What the task requires: Copy out each line from the start of the material below until the line with "pub fn device_dir(&self, build_type: BuildType, device: Device)", that line included.

▼

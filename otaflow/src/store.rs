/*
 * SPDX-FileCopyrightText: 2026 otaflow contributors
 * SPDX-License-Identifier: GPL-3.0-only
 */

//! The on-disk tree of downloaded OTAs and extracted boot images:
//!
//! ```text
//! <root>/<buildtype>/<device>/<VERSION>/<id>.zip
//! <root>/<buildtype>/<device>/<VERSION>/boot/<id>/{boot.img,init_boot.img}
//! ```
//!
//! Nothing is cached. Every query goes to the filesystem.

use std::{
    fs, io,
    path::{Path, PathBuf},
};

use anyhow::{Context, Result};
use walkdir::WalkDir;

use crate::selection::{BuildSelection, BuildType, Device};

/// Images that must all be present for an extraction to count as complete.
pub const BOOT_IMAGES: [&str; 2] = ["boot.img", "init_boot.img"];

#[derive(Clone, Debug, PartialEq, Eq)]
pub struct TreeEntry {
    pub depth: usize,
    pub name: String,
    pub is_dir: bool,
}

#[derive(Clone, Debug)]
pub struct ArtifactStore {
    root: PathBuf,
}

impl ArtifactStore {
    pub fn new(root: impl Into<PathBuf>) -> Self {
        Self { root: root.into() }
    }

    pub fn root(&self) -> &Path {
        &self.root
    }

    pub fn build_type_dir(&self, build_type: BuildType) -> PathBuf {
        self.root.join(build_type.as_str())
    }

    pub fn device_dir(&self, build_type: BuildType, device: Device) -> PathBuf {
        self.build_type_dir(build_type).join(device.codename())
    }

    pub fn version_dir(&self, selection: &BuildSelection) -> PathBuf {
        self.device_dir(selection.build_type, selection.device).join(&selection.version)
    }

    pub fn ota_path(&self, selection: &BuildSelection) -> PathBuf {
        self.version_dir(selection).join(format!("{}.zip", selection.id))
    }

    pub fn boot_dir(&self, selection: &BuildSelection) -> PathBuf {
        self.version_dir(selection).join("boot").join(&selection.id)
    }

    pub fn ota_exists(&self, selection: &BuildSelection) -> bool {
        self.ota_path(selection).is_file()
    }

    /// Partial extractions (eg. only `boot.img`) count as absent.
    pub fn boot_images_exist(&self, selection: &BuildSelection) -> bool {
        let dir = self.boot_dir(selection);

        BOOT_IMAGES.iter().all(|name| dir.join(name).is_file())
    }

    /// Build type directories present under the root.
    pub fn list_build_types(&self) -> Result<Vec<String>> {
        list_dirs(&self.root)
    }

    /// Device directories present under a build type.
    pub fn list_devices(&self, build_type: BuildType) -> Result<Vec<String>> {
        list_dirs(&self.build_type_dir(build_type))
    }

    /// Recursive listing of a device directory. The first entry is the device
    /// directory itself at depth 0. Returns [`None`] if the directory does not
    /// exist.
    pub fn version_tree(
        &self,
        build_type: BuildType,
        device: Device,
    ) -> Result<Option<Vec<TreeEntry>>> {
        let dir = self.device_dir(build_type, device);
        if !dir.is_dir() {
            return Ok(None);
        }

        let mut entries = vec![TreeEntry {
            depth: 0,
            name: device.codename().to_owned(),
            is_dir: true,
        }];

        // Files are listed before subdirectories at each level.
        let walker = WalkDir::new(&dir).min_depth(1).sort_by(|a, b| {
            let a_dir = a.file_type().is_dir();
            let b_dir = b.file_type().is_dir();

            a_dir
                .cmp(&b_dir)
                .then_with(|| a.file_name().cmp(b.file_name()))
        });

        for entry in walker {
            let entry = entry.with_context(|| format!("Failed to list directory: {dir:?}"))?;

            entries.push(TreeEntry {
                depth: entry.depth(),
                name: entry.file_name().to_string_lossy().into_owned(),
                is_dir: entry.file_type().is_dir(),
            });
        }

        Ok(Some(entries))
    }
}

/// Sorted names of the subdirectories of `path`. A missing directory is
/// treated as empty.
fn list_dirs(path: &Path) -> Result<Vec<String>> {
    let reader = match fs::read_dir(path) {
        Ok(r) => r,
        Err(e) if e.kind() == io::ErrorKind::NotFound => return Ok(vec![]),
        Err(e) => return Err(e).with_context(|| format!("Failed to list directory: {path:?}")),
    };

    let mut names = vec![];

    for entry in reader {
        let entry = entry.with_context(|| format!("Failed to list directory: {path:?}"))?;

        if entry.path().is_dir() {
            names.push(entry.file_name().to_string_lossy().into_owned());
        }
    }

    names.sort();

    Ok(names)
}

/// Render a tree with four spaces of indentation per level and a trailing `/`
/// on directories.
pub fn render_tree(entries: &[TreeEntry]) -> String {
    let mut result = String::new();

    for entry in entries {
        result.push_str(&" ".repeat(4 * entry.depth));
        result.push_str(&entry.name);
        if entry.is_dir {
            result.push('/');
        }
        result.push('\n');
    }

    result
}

▲

Result of this task:
filename otaflow/src/store.rs
/*
 * SPDX-FileCopyrightText: 2026 otaflow contributors
 * SPDX-License-Identifier: GPL-3.0-only
 */

//! The on-disk tree of downloaded OTAs and extracted boot images:
//!
//! ```text
//! <root>/<buildtype>/<device>/<VERSION>/<id>.zip
//! <root>/<buildtype>/<device>/<VERSION>/boot/<id>/{boot.img,init_boot.img}
//! ```
//!
//! Nothing is cached. Every query goes to the filesystem.

use std::{
    fs, io,
    path::{Path, PathBuf},
};

use anyhow::{Context, Result};
use walkdir::WalkDir;

use crate::selection::{BuildSelection, BuildType, Device};

/// Images that must all be present for an extraction to count as complete.
pub const BOOT_IMAGES: [&str; 2] = ["boot.img", "init_boot.img"];

#[derive(Clone, Debug, PartialEq, Eq)]
pub struct TreeEntry {
    pub depth: usize,
    pub name: String,
    pub is_dir: bool,
}

#[derive(Clone, Debug)]
pub struct ArtifactStore {
    root: PathBuf,
}

impl ArtifactStore {
    pub fn new(root: impl Into<PathBuf>) -> Self {
        Self { root: root.into() }
    }

    pub fn root(&self) -> &Path {
        &self.root
    }

    pub fn build_type_dir(&self, build_type: BuildType) -> PathBuf {
        self.root.join(build_type.as_str())
    }

    pub fn device_dir(&self, build_type: BuildType, device: Device) -> PathBuf {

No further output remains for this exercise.